Cezary Kulesza, który prezesem PZPN jest od 4 lat, właśnie rozpoczął proces szukania czwartego selekcjonera Polski w swojej kadencji. Paulo Sousę odziedziczył jeszcze po poprzedniku, Zbigniewie Bońku. Koncepcje kadry z Czesławem Michniewiczem, Fernando Santosem i Michałem Probierzem, były już jego autorskimi pomysłami. Teraz rodzi się kolejny plan.
REKLAMA
Zobacz wideo Żelazny: Probierz był trenerem przeciętnych polskich klubów
Pierwsze decyzje już w następnym tygodniu
Wszystko, co najważniejsze ma wydarzyć się jednak już w Polsce. Jak ustaliliśmy Cezary Kulesza, wraz z sekretarzem związku Łukaszem Wachowskim wracają z USA do Polski w środę po południu. Delegacja PZPN była tam gościem na klubowych mistrzostwach świata. Pierwsze decyzje personalne dotyczące pracowników związku, pojawią się prawdopodobnie już w przyszłym tygodniu. Chodzi o szeroki sztab dotychczasowego selekcjonera. Są w nim m.in. drugi trener Robert Góralczyk, asystent Sebastian Mila, trener bramkarzy Andrzej Dawidziuk i kilku analityków.
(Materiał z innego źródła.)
//! Helpers for driving the router in tests

use axum::body::Body;
use axum::http::{header, HeaderMap, Request, StatusCode};
use axum::Router;
use spendweb_config::Config;
use spendweb_core::{ExpenseRecord, ExpenseStatus};
use spendweb_provider::FixtureProvider;
use std::sync::Arc;
use tower::ServiceExt;

use crate::{create_router, AppState};

/// Four records, one of each shape the views care about
pub fn fixture_records() -> Vec<ExpenseRecord> {
    let mut travel = FixtureProvider::record("EXP-1002", "Sarah Johnson", ExpenseStatus::Pending);
    travel.approval_subject = "Travel Expense Claim".to_string();
    travel.category = "Travel".to_string();
    travel.approval_comments = "Approved as per company policy".to_string();

    let mut approved = FixtureProvider::record("EXP-1003", "Emily Davis", ExpenseStatus::Approved);
    approved.amount = "1250.50".parse().unwrap();

    vec![
        FixtureProvider::record("EXP-1001", "John Smith", ExpenseStatus::Pending),
        travel,
        approved,
        FixtureProvider::record("EXP-1004", "Michael Brown", ExpenseStatus::Rejected),
    ]
}

pub fn test_config() -> Config {
    let mut config = Config::default();
    config.approval.delay_ms = 60;
    config
}

pub fn test_app(records: Vec<ExpenseRecord>) -> Router {
    let provider = Arc::new(FixtureProvider::new(records));
    create_router(AppState::new(test_config(), provider))
}

pub async fn send(app: &Router, request: Request<Body>) -> (StatusCode, HeaderMap, String) {
    let response = app.clone().oneshot(request).await.unwrap();
    let status = response.status();
    let headers = response.headers().clone();
    let bytes = axum::body::to_bytes(response.into_body(), usize::MAX).await.unwrap();
    (status, headers, String::from_utf8(bytes.to_vec()).unwrap())
}

fn builder(method: &str, path: &str, cookie: Option<&str>) -> axum::http::request::Builder {
    let builder = Request::builder().method(method).uri(path);
    match cookie {
        Some(cookie) => builder.header(header::COOKIE, cookie),
        None => builder,
    }
}

pub fn get(path: &str, cookie: Option<&str>) -> Request<Body> {
    builder("GET", path, cookie).body(Body::empty()).unwrap()
}

pub fn get_htmx(path: &str, cookie: Option<&str>) -> Request<Body> {
    builder("GET", path, cookie)
        .header("hx-request", "true")
        .body(Body::empty())
        .unwrap()
}

pub fn post_form(path: &str, cookie: Option<&str>, form: &str) -> Request<Body> {
    builder("POST", path, cookie)
        .header(header::CONTENT_TYPE, "application/x-www-form-urlencoded")
        .body(Body::from(form.to_string()))
        .unwrap()
}

pub fn post_htmx(path: &str, cookie: Option<&str>, form: &str) -> Request<Body> {
    builder("POST", path, cookie)
        .header("hx-request", "true")
        .header(header::CONTENT_TYPE, "application/x-www-form-urlencoded")
        .body(Body::from(form.to_string()))
        .unwrap()
}

/// Log in and return the `name=value` cookie pair
pub async fn login(app: &Router, name: &str) -> String {
    let form = format!("name={}", urlencoding::encode(name));
    let (status, headers, _) = send(app, post_form("/login", None, &form)).await;
    assert_eq!(status, StatusCode::SEE_OTHER);
    let set_cookie = headers.get(header::SET_COOKIE).unwrap().to_str().unwrap();
    set_cookie.split(';').next().unwrap().to_string()
}

/// JSON body of `GET path`
pub async fn get_json(app: &Router, path: &str, cookie: &str) -> serde_json::Value {
    let (status, _, body) = send(app, get(path, Some(cookie))).await;
    assert_eq!(status, StatusCode::OK, "{}", body);
    serde_json::from_str(&body).unwrap()
}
Z nimi według naszych ustaleń na razie oficjalnie nie rozmawiano i sprawy dotyczące rozwiązania czy też kontynuowania umów zostaną załatwione właśnie po przyjeździe najważniejszych ludzi w PZPN. Większość sztabu Probierza ma odejść, część z nich może przenieść się do innych reprezentacji – tu też potrzebna jest rozmowa choćby Marcinem Dorną, dyrektorem sportowym PZPN. Jest też kilka nazwisk, które raczej o swój los mogą być spokojne. Tu usłyszeliśmy między innymi o lekarzu reprezentacji, Jacku Jaroszewskim, czy też jej głównym analityku Hubercie Małowiejskim, którzy pracują z reprezentacją od kilkunastu lat i są bardzo cenieni.
W PZPN już tęsknią za Probierzem
Choć na razie trudno jeszcze wyrokować, kto będzie nowym trenerem kadry, to rozmawiając z kilkoma pracownikami związku, którzy na Bitwy Warszawskiej pracują od kilku lat, ci o Michale Probierzu jako człowieku wypowiadają się w samych superlatywach. Oceniają go choćby jako jednego z najcieplejszych i otwartych, który chodził po związkowych gabinetach.
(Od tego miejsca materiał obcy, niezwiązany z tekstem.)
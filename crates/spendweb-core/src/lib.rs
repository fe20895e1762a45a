//! Expense review workflow and per-manager session state

pub mod error;
pub mod query;
pub mod session;
pub mod store;
pub mod summary;
pub mod workflow;

pub use error::{CoreError, CoreResult, ErrorCode, ErrorDetails, ErrorSeverity};
pub use query::{Page, TableView};
pub use session::{
    schedule_decision, Notification, NotificationKind, Session, SessionHandle, SessionOptions,
    SessionRegistry, SubmissionOutcome,
};
pub use spendweb_config::View;
pub use spendweb_provider::{ExpenseRecord, ExpenseStatus, ProviderRef};
pub use store::ExpenseStore;
pub use summary::DashboardSummary;
pub use workflow::{ApprovalWorkflow, Decision, PendingDecision, WorkflowState};
//! Session form handlers
//!
//! Endpoints:
//! - login_submit: Create a session (ending the browser's previous one), set
//!   the cookie, go to the default view
//! - logout_submit: Destroy the session and clear the cookie

use super::page::render_login;
use crate::{clear_session_cookie, session_cookie, set_session_cookie, view_path, ApiError, AppState};
use axum::http::{header, StatusCode};
use axum::response::{Html, IntoResponse, Redirect, Response};
use spendweb_core::CoreError;
use std::collections::HashMap;

/// POST /login
pub async fn login_submit(
    state: axum::extract::State<AppState>,
    headers: axum::http::HeaderMap,
    form: axum::Form<HashMap<String, String>>,
) -> Response {
    let name = form.get("name").map(String::as_str).unwrap_or("");

    match state.sessions.login(name).await {
        Ok(handle) => {
            if let Some(previous) = session_cookie(&headers, &state.config.session.cookie_name) {
                state.sessions.logout(&previous).await;
            }
            let session = handle.read().await;
            let cookie = set_session_cookie(&state.config.session.cookie_name, session.id());
            (
                [(header::SET_COOKIE, cookie)],
                Redirect::to(view_path(session.view())),
            )
                .into_response()
        }
        Err(CoreError::ValidationError { message }) => (
            StatusCode::UNPROCESSABLE_ENTITY,
            Html(render_login(Some(&message), name)),
        )
            .into_response(),
        Err(e) => ApiError::from(e).into_response(),
    }
}

/// POST /logout
pub async fn logout_submit(
    state: axum::extract::State<AppState>,
    headers: axum::http::HeaderMap,
) -> Response {
    let cookie_name = &state.config.session.cookie_name;
    if let Some(id) = session_cookie(&headers, cookie_name) {
        state.sessions.logout(&id).await;
    }
    (
        [(header::SET_COOKIE, clear_session_cookie(cookie_name))],
        Redirect::to("/login"),
    )
        .into_response()
}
Co interesujące naburmuszony i introwertyczny Fernando Santos, który w mediach często był przedstawiany jako ten, co mało się polską interesował, w PZPN przebywał sporo. Tyle iż miał swój gabinet i rzadko z niego wychodził. Paulo Sousy w piłkarskiej centrali widać było rzeczywiście mało.
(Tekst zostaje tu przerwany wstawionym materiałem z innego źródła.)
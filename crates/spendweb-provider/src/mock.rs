//! Random mock data generator used to seed dashboard sessions

use async_trait::async_trait;
use chrono::NaiveDate;
use rand::rngs::StdRng;
use rand::seq::SliceRandom;
use rand::{Rng, SeedableRng};
use rust_decimal::Decimal;
use std::sync::Mutex;

use crate::{ExpenseProvider, ExpenseRecord, ExpenseStatus, ProviderError};

const EMPLOYEES: &[&str] = &[
    "John Smith",
    "Sarah Johnson",
    "Michael Brown",
    "Emily Davis",
    "David Wilson",
    "Jessica Martinez",
    "Robert Garcia",
    "Jennifer Anderson",
    "William Taylor",
    "Ashley Thomas",
    "James Moore",
    "Amanda Jackson",
];

const CATEGORIES: &[&str] = &[
    "Travel",
    "Office Supplies",
    "Meals & Entertainment",
    "Software",
    "Training",
    "Transportation",
];

const DESCRIPTIONS: &[&str] = &[
    "Client meeting lunch",
    "Conference registration fee",
    "Office equipment purchase",
    "Team building dinner",
    "Business trip expenses",
    "Software subscription renewal",
    "Training course materials",
    "Taxi to client office",
    "Hotel accommodation",
    "Office supplies restocking",
];

const APPROVAL_SUBJECTS: &[&str] = &[
    "Expense Reimbursement Request",
    "Travel Expense Claim",
    "Office Supply Purchase",
    "Client Entertainment Expense",
    "Training Program Fee",
    "Conference Attendance Cost",
    "Software License Purchase",
    "Transportation Expense",
    "Team Building Activity",
    "Business Meal Expense",
];

const PRESET_COMMENT: &str = "Approved as per company policy";

/// Generator settings
#[derive(Debug, Clone)]
pub struct MockOptions {
    /// Records per session
    pub count: usize,
    pub currency: String,
    /// Numeric part of the first id
    pub id_start: u32,
    /// Fixed seed; `None` draws from OS entropy
    pub seed: Option<u64>,
}

impl Default for MockOptions {
    fn default() -> Self {
        Self {
            count: 25,
            currency: "USD".to_string(),
            id_start: 1000,
            seed: None,
        }
    }
}

/// Generates a new random collection on every fetch
pub struct MockExpenseProvider {
    options: MockOptions,
    rng: Mutex<StdRng>,
}

impl MockExpenseProvider {
    pub fn new(options: MockOptions) -> Self {
        let rng = match options.seed {
            Some(seed) => StdRng::seed_from_u64(seed),
            None => StdRng::from_entropy(),
        };
        Self {
            options,
            rng: Mutex::new(rng),
        }
    }

    pub fn options(&self) -> &MockOptions {
        &self.options
    }

    fn generate(&self, rng: &mut StdRng) -> Vec<ExpenseRecord> {
        (0..self.options.count)
            .map(|i| {
                let day = rng.gen_range(1..=30);
                ExpenseRecord {
                    id: format!("EXP-{}", self.options.id_start as usize + i),
                    approval_subject: pick(rng, APPROVAL_SUBJECTS),
                    employee_name: pick(rng, EMPLOYEES),
                    amount: Decimal::from(rng.gen_range(50..2050u32)),
                    currency: self.options.currency.clone(),
                    category: pick(rng, CATEGORIES),
                    description: pick(rng, DESCRIPTIONS),
                    date: NaiveDate::from_ymd_opt(2025, 10, day).unwrap_or_default(),
                    approval_comments: if i % 3 == 0 {
                        PRESET_COMMENT.to_string()
                    } else {
                        String::new()
                    },
                    status: *ExpenseStatus::ALL.choose(rng).unwrap_or(&ExpenseStatus::Pending),
                }
            })
            .collect()
    }
}

impl Default for MockExpenseProvider {
    fn default() -> Self {
        Self::new(MockOptions::default())
    }
}

fn pick(rng: &mut StdRng, values: &[&str]) -> String {
    values.choose(rng).copied().unwrap_or_default().to_string()
}

#[async_trait]
impl ExpenseProvider for MockExpenseProvider {
    async fn fetch(&self) -> Result<Vec<ExpenseRecord>, ProviderError> {
        let mut rng = self.rng.lock().map_err(|_| ProviderError::FixtureError {
            message: "mock generator lock poisoned".to_string(),
        })?;
        let records = self.generate(&mut rng);
        log::debug!("Generated {} mock expense records", records.len());
        Ok(records)
    }

    fn name(&self) -> &str {
        "mock"
    }
}

#[cfg(test)]
mod tests {
    use super::*;
    use crate::validate_records;

    fn seeded(seed: u64) -> MockExpenseProvider {
        MockExpenseProvider::new(MockOptions { seed: Some(seed), ..MockOptions::default() })
    }

    #[tokio::test]
    async fn test_generates_25_valid_records() {
        let records = MockExpenseProvider::default().fetch().await.unwrap();
        assert_eq!(records.len(), 25);
        assert!(validate_records(&records).is_ok());
        assert_eq!(records[0].id, "EXP-1000");
        assert_eq!(records[24].id, "EXP-1024");
    }

    #[tokio::test]
    async fn test_field_ranges() {
        let records = seeded(7).fetch().await.unwrap();
        for (i, record) in records.iter().enumerate() {
            assert!(record.amount >= Decimal::from(50) && record.amount < Decimal::from(2050));
            assert_eq!(record.currency, "USD");
            assert!(EMPLOYEES.contains(&record.employee_name.as_str()));
            assert!(CATEGORIES.contains(&record.category.as_str()));
            assert!(DESCRIPTIONS.contains(&record.description.as_str()));
            assert!(APPROVAL_SUBJECTS.contains(&record.approval_subject.as_str()));
            assert_eq!(record.has_comments(), i % 3 == 0);
            assert_eq!(record.date.format("%Y-%m").to_string(), "2025-10");
        }
    }

    #[tokio::test]
    async fn test_same_seed_same_records() {
        let a = seeded(42).fetch().await.unwrap();
        let b = seeded(42).fetch().await.unwrap();
        assert_eq!(a, b);
    }

    #[tokio::test]
    async fn test_custom_count_and_currency() {
        let provider = MockExpenseProvider::new(MockOptions {
            count: 3,
            currency: "EUR".to_string(),
            id_start: 500,
            seed: Some(1),
        });
        let records = provider.fetch().await.unwrap();
        assert_eq!(records.len(), 3);
        assert_eq!(records[2].id, "EXP-502");
        assert!(records.iter().all(|r| r.currency == "EUR"));
    }
}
Najmilej wspominany w kontaktach interpersonalnych jest rzeczywiście Michał Probierz, który często starał się zagadać do postronnych osób, czy choćby pomóc w różnych sprawach. Szczególnie w PZPN zostały zapamiętane jego urodziny czy Święta Bożego Narodzenia.
- Na swoje urodziny zamówił do PZPN wielkie torty w kształcie boiska i zaprosił wszystkich pracowników, którzy byli akurat w związku na poczęstunek - opisuje nam jedna z osób.
- Mam wrażenie, iż chciał, żebyśmy traktowali go jako kolegę z pracy, a nie niedostępnego pana trenera – dodaje inny.
Wiele sympatii Probierz zyskał też przed Bożym Narodzeniem.
- Wtedy pamiętam, iż kupił czekoladowe mikołaje, chodził po wszystkich pokojach, rozdawał je pracownikom i składał świąteczne życzenia - uśmiecha się inny z rozmówców. W PZPN-ie żartowano potem, iż musiał wykupić cały towar z jakiegoś marketu, bo mikołajów było kilkadziesiąt, jeżeli nie sto. Takich atrakcji od innych selekcjonerów nie było. To były miłe i zapamiętane gesty, choć oczywiście najważniejszy w pracy trenera polskiej kadry jest wynik. Ważna jest też atmosfera w drużynie. Z tą na ostatnim zgrupowaniu było różnie. Tu już trudniej się dowiedzieć, czy w szatni Probierz tak jak w siedzibie PZPN, pozostawił po sobie jakiś milszy uśmiech?